La ministre de la culture a ensuite rappelé que le cinéma européen représentait en 2008, un volume d’affaires de 17 milliards d’euros et un million d’emploi dans l’Union Européenne. « Il est important d'expliquer que ces secteurs sont générateurs de richesse, d'emploi, de croissance (...) Il faut les préserver non pas pour faire plaisir aux créateurs mais parce que c'est bon pour l'Europe et l'économie européenne », a-t-elle insisté. La ministre a ensuite insisté sur d'autres points de désaccords actuels avec la Commission concernant par exemple, une modification des aides publiques à la création d'œuvres cinématographiques ou audiovisuelles.
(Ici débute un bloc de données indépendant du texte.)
//! ---
//! jtc_section: "03-telemetry-session"
//! jtc_subsection: "module"
//! jtc_type: "source"
//! jtc_scope: "code"
//! jtc_description: "Telemetry decoding and session orchestration."
//! jtc_version: "v0.1.0"
//! jtc_owner: "tbd"
//! ---
use jtc_schemas::telemetry::{self as proto, key_value};

/// Reserved key establishing the path context for the keys that follow it.
pub const PREFIX_KEY: &str = "__prefix__";

/// Typed value of one key/value entry. Exactly one case per entry.
#[derive(Debug, Clone, PartialEq)]
pub enum TelemetryValue {
    Double(f64),
    Int(i64),
    Uint(u64),
    Sint(i64),
    Bool(bool),
    Str(String),
    Bytes(Vec<u8>),
    /// No populated variant on the wire.
    Unrecognized { raw: String },
}

impl From<Option<key_value::Value>> for TelemetryValue {
    fn from(value: Option<key_value::Value>) -> Self {
        match value {
            Some(key_value::Value::DoubleValue(v)) => TelemetryValue::Double(v),
            Some(key_value::Value::IntValue(v)) => TelemetryValue::Int(v),
            Some(key_value::Value::UintValue(v)) => TelemetryValue::Uint(v),
            Some(key_value::Value::SintValue(v)) => TelemetryValue::Sint(v),
            Some(key_value::Value::BoolValue(v)) => TelemetryValue::Bool(v),
            Some(key_value::Value::StrValue(v)) => TelemetryValue::Str(v),
            Some(key_value::Value::BytesValue(v)) => TelemetryValue::Bytes(v),
            None => TelemetryValue::Unrecognized {
                raw: "<nil>".to_owned(),
            },
        }
    }
}

#[derive(Debug, Clone, PartialEq)]
pub struct KeyValue {
    pub key: String,
    pub value: TelemetryValue,
}

impl KeyValue {
    pub fn new(key: impl Into<String>, value: TelemetryValue) -> Self {
        Self {
            key: key.into(),
            value,
        }
    }
}

impl From<proto::KeyValue> for KeyValue {
    fn from(kv: proto::KeyValue) -> Self {
        Self {
            key: kv.key,
            value: kv.value.into(),
        }
    }
}

#[derive(Debug, Clone, PartialEq, Eq)]
pub struct Deletion {
    pub path: String,
}

/// One decoded-from-the-wire telemetry update.
#[derive(Debug, Clone, Default, PartialEq)]
pub struct TelemetryRecord {
    pub system_id: String,
    pub component_id: u32,
    pub sub_component_id: u32,
    pub path: String,
    pub sequence_number: u64,
    pub timestamp: u64,
    pub sync_response: bool,
    pub deletions: Vec<Deletion>,
    /// End-of-marker paths, present when the subscription asked for them.
    pub end_of_markers: Vec<String>,
    pub kv: Vec<KeyValue>,
}

impl From<proto::OpenConfigData> for TelemetryRecord {
    fn from(data: proto::OpenConfigData) -> Self {
        Self {
            system_id: data.system_id,
            component_id: data.component_id,
            sub_component_id: data.sub_component_id,
            path: data.path,
            sequence_number: data.sequence_number,
            timestamp: data.timestamp,
            sync_response: data.sync_response,
            deletions: data
                .delete
                .into_iter()
                .map(|d| Deletion { path: d.path })
                .collect(),
            end_of_markers: data.eom.into_iter().map(|e| e.path).collect(),
            kv: data.kv.into_iter().map(KeyValue::from).collect(),
        }
    }
}
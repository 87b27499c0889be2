//! ---
//! jtc_section: "15-testing-qa-runbook"
//! jtc_subsection: "module"
//! jtc_type: "source"
//! jtc_scope: "code"
//! jtc_description: "In-process fake device used by the session and network tests."
//! jtc_version: "v0.1.0"
//! jtc_owner: "tbd"
//! ---
//! A scripted stand-in for a Junos device.
//!
//! [`FakeDevice::builder`] configures how the login check answers, which
//! records the telemetry stream yields, whether the stream fails or stays
//! open afterwards, and which metadata is attached when it opens. The server
//! binds `127.0.0.1:0` and records every request it sees in [`DeviceStats`].

use std::net::SocketAddr;
use std::pin::Pin;
use std::sync::atomic::{AtomicUsize, Ordering};
use std::sync::Arc;
use std::time::Duration;

use futures::{Stream, StreamExt};
use jtc_schemas::authentication::login_server::{Login, LoginServer};
use jtc_schemas::authentication::{LoginReply, LoginRequest};
use jtc_schemas::telemetry::key_value::Value;
use jtc_schemas::telemetry::open_config_telemetry_server::{
    OpenConfigTelemetry, OpenConfigTelemetryServer,
};
use jtc_schemas::telemetry::{KeyValue, OpenConfigData, SubscriptionRequest};
use parking_lot::Mutex;
use tokio::sync::watch;
use tokio::task::JoinHandle;
use tonic::metadata::{Ascii, MetadataValue};
use tonic::transport::server::TcpIncoming;
use tonic::transport::Server;
use tonic::{Request, Response, Status};
use tracing::{info, warn};

const SHUTDOWN_GRACE: Duration = Duration::from_secs(5);
const FAILURE_DELAY: Duration = Duration::from_millis(50);

type RecordStream = Pin<Box<dyn Stream<Item = Result<OpenConfigData, Status>> + Send + 'static>>;

/// Entry point for building a fake device.
#[derive(Debug, Default)]
pub struct FakeDevice;

impl FakeDevice {
    pub fn builder() -> FakeDeviceBuilder {
        FakeDeviceBuilder::default()
    }
}

#[derive(Debug, Clone, Copy)]
enum LoginBehaviour {
    Reply(bool),
    Unavailable,
}

/// Script for one fake device.
#[derive(Debug, Clone)]
pub struct FakeDeviceBuilder {
    listen: SocketAddr,
    login: LoginBehaviour,
    subscription_available: bool,
    records: Vec<OpenConfigData>,
    fail_after_records: bool,
    hold_open: bool,
    headers: Vec<(&'static str, String)>,
}

impl Default for FakeDeviceBuilder {
    fn default() -> Self {
        Self {
            listen: SocketAddr::from(([127, 0, 0, 1], 0)),
            login: LoginBehaviour::Reply(true),
            subscription_available: true,
            records: Vec::new(),
            fail_after_records: false,
            hold_open: false,
            headers: Vec::new(),
        }
    }
}

impl FakeDeviceBuilder {
    /// Answer every login check with `result`.
    pub fn login_result(mut self, result: bool) -> Self {
        self.login = LoginBehaviour::Reply(result);
        self
    }

    /// Fail every login check with `UNAVAILABLE`.
    pub fn login_unavailable(mut self) -> Self {
        self.login = LoginBehaviour::Unavailable;
        self
    }

    /// Refuse every subscription with `PERMISSION_DENIED`.
    pub fn subscription_unavailable(mut self) -> Self {
        self.subscription_available = false;
        self
    }

    /// Records yielded, in order, by each subscription.
    pub fn records(mut self, records: Vec<OpenConfigData>) -> Self {
        self.records = records;
        self
    }

    /// End the stream with `INTERNAL` after the scripted records.
    pub fn fail_after_records(mut self) -> Self {
        self.fail_after_records = true;
        self
    }

    /// Keep the stream open after the scripted records instead of closing it.
    pub fn hold_open(mut self) -> Self {
        self.hold_open = true;
        self
    }

    /// Metadata attached to the stream's response headers.
    pub fn header(mut self, key: &'static str, value: impl Into<String>) -> Self {
        self.headers.push((key, value.into()));
        self
    }

    /// Bind and serve until [`FakeDeviceHandle::shutdown`].
    pub async fn spawn(self) -> anyhow::Result<FakeDeviceHandle> {
        let listener = tokio::net::TcpListener::bind(self.listen).await?;
        let local_addr = listener.local_addr()?;
        info!(address = %local_addr, "fake device listening");

        let stats = Arc::new(DeviceStats::default());
        let login = LoginSvc {
            behaviour: self.login,
            stats: stats.clone(),
        };
        let telemetry = TelemetrySvc {
            available: self.subscription_available,
            records: self.records,
            fail_after_records: self.fail_after_records,
            hold_open: self.hold_open,
            headers: self.headers,
            stats: stats.clone(),
        };

        let incoming = TcpIncoming::from_listener(listener, true, None)
            .map_err(|err| anyhow::anyhow!("failed to build fake device listener: {err}"))?;
        let (shutdown_tx, mut shutdown_rx) = watch::channel(false);
        let task = tokio::spawn(async move {
            let server = Server::builder()
                .add_service(LoginServer::new(login))
                .add_service(OpenConfigTelemetryServer::new(telemetry))
                .serve_with_incoming_shutdown(incoming, async move {
                    let _ = shutdown_rx.changed().await;
                });
            if let Err(err) = server.await {
                warn!(error = %err, "fake device exited with error");
            }
        });

        Ok(FakeDeviceHandle {
            address: local_addr,
            shutdown: shutdown_tx,
            task,
            stats,
        })
    }
}

/// Requests observed by a fake device.
#[derive(Debug, Default)]
pub struct DeviceStats {
    logins: AtomicUsize,
    subscriptions: AtomicUsize,
    last_login: Mutex<Option<LoginRequest>>,
    last_subscription: Mutex<Option<SubscriptionRequest>>,
}

impl DeviceStats {
    pub fn logins(&self) -> usize {
        self.logins.load(Ordering::SeqCst)
    }

    pub fn subscriptions(&self) -> usize {
        self.subscriptions.load(Ordering::SeqCst)
    }

    pub fn last_login(&self) -> Option<LoginRequest> {
        self.last_login.lock().clone()
    }

    pub fn last_subscription(&self) -> Option<SubscriptionRequest> {
        self.last_subscription.lock().clone()
    }
}

/// Handle returned when spawning a fake device.
pub struct FakeDeviceHandle {
    address: SocketAddr,
    shutdown: watch::Sender<bool>,
    task: JoinHandle<()>,
    stats: Arc<DeviceStats>,
}

impl FakeDeviceHandle {
    /// Socket address the device bound to.
    pub fn local_addr(&self) -> SocketAddr {
        self.address
    }

    pub fn stats(&self) -> &DeviceStats {
        &self.stats
    }

    /// Signal shutdown and await the server task, aborting it if open
    /// streams keep it alive past the grace period.
    pub async fn shutdown(mut self) -> anyhow::Result<()> {
        let _ = self.shutdown.send(true);
        match tokio::time::timeout(SHUTDOWN_GRACE, &mut self.task).await {
            Ok(Ok(())) => Ok(()),
            Ok(Err(err)) => Err(anyhow::anyhow!(err)),
            Err(_) => {
                self.task.abort();
                Ok(())
            }
        }
    }
}

struct LoginSvc {
    behaviour: LoginBehaviour,
    stats: Arc<DeviceStats>,
}

#[tonic::async_trait]
impl Login for LoginSvc {
    async fn login_check(
        &self,
        request: Request<LoginRequest>,
    ) -> Result<Response<LoginReply>, Status> {
        self.stats.logins.fetch_add(1, Ordering::SeqCst);
        *self.stats.last_login.lock() = Some(request.into_inner());
        match self.behaviour {
            LoginBehaviour::Reply(result) => Ok(Response::new(LoginReply { result })),
            LoginBehaviour::Unavailable => Err(Status::unavailable("login service offline")),
        }
    }
}

struct TelemetrySvc {
    available: bool,
    records: Vec<OpenConfigData>,
    fail_after_records: bool,
    hold_open: bool,
    headers: Vec<(&'static str, String)>,
    stats: Arc<DeviceStats>,
}

#[tonic::async_trait]
impl OpenConfigTelemetry for TelemetrySvc {
    #[allow(non_camel_case_types)]
    type telemetrySubscribeStream = RecordStream;

    async fn telemetry_subscribe(
        &self,
        request: Request<SubscriptionRequest>,
    ) -> Result<Response<Self::telemetrySubscribeStream>, Status> {
        self.stats.subscriptions.fetch_add(1, Ordering::SeqCst);
        *self.stats.last_subscription.lock() = Some(request.into_inner());
        if !self.available {
            return Err(Status::permission_denied("subscription refused"));
        }

        let scripted = futures::stream::iter(self.records.clone().into_iter().map(Ok));
        let stream: RecordStream = if self.fail_after_records {
            // The encoder drops frames still buffered when it meets an error.
            Box::pin(scripted.chain(futures::stream::once(async {
                tokio::time::sleep(FAILURE_DELAY).await;
                Err(Status::internal("sensor collector crashed"))
            })))
        } else if self.hold_open {
            Box::pin(scripted.chain(futures::stream::pending()))
        } else {
            Box::pin(scripted)
        };

        let mut response = Response::new(stream);
        for (key, value) in &self.headers {
            let value = value
                .parse::<MetadataValue<Ascii>>()
                .map_err(|_| Status::internal("invalid scripted header value"))?;
            response.metadata_mut().insert(*key, value);
        }
        Ok(response)
    }
}

/// Well-formed record: `__prefix__` first, then one relative counter.
pub fn sample_record(sequence_number: u64) -> OpenConfigData {
    OpenConfigData {
        system_id: "r1".into(),
        component_id: 2,
        sub_component_id: 0,
        path: "/interfaces".into(),
        sequence_number,
        timestamp: 1000 + sequence_number,
        kv: vec![
            KeyValue {
                key: "__prefix__".into(),
                value: Some(Value::StrValue("/interfaces/interface[name='ge-0/0/0']/".into())),
            },
            KeyValue {
                key: "state/counters/in-octets".into(),
                value: Some(Value::UintValue(42)),
            },
        ],
        ..OpenConfigData::default()
    }
}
Ces outils « ont fait leur preuve », a encore plaidé la ministre et « Il n'y a aucune raison de remettre en cause les modalités de soutien en vigueur et qui ont permis depuis plus de 10 ans au cinéma européen de s'affirmer comme une industrie dynamique et productive ».
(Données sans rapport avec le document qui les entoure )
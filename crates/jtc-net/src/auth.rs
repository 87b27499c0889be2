//! ---
//! jtc_section: "05-networking-external-interfaces"
//! jtc_subsection: "module"
//! jtc_type: "source"
//! jtc_scope: "code"
//! jtc_description: "gRPC transport, login, and subscription surfaces."
//! jtc_version: "v0.1.0"
//! jtc_owner: "tbd"
//! ---
use jtc_common::error::SessionError;
use jtc_schemas::authentication::LoginRequest;
use jtc_schemas::LoginClient;
use tonic::transport::Channel;
use tonic::Request;
use tracing::{debug, warn};

/// Outcome of the device's login check.
#[derive(Debug, Clone, Copy, PartialEq, Eq)]
pub struct AuthResult {
    /// `true` when the device accepted the credentials.
    pub success: bool,
}

/// Run the single `LoginCheck` round trip. No retry; a transport failure is
/// returned as [`SessionError::Auth`]. A rejected login is returned as
/// `Ok(AuthResult { success: false })` and gating is left to the caller.
pub async fn login(
    channel: &Channel,
    username: &str,
    secret: &str,
    client_id: &str,
) -> Result<AuthResult, SessionError> {
    let mut client = LoginClient::new(channel.clone());
    let request = Request::new(LoginRequest {
        user_name: username.to_owned(),
        password: secret.to_owned(),
        client_id: client_id.to_owned(),
    });
    debug!(user = %username, client_id = %client_id, "sending login check");
    let reply = client
        .login_check(request)
        .await
        .map_err(|status| SessionError::Auth {
            source: Box::new(status),
        })?
        .into_inner();
    let result = AuthResult {
        success: reply.result,
    };
    if !result.success {
        warn!(user = %username, "device rejected login");
    }
    Ok(result)
}
//! ---
//! jtc_section: "01-core-functionality"
//! jtc_subsection: "module"
//! jtc_type: "source"
//! jtc_scope: "code"
//! jtc_description: "Shared primitives consumed by the session engine and the CLI."
//! jtc_version: "v0.1.0"
//! jtc_owner: "tbd"
//! ---
//! Shared primitives for the JTC telemetry client workspace.
//! This crate exposes configuration loading, tracing initialisation, and the
//! stage-tagged error type every session component reports through.

pub mod config;
pub mod error;
pub mod logging;

pub use config::{
    CredentialBundle, FileConfig, LoggingConfig, RecordLimit, SensorSubscription, SessionConfig,
    SessionConfigBuilder,
};
pub use error::{SessionError, SessionStage};
pub use logging::{init_tracing, LogFormat};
La ministre vise notamment le principe de territorialisation de l'aide à une œuvre, c'est à dire le conditionnement de l'aide à des dépenses effectuées dans l'Etat membre. « Les propositions avancées aujourd'hui, par la Commission européenne mettent en danger les principaux régimes d'aide (..) Revenir sur la territorialisation découragerait les autorités publiques y compris régionales à mettre en place des politiques culturelles innovantes et favoriserait le dumping social en faveur des Etats membres aux coûts de production les plus bas et au détriment de la diversité culturelle de demain », a affirmé la ministre.
Véronique Pierron
Pour en savoir plus :
Pour les Américains, l’exception culturelle à la française, c’est le retour des Gaulois (Le Monde)
Les propos du président de la Commission européenne, José Manuel Barroso a proposé un vrai tollé (Le Plus Nouvel Observateur)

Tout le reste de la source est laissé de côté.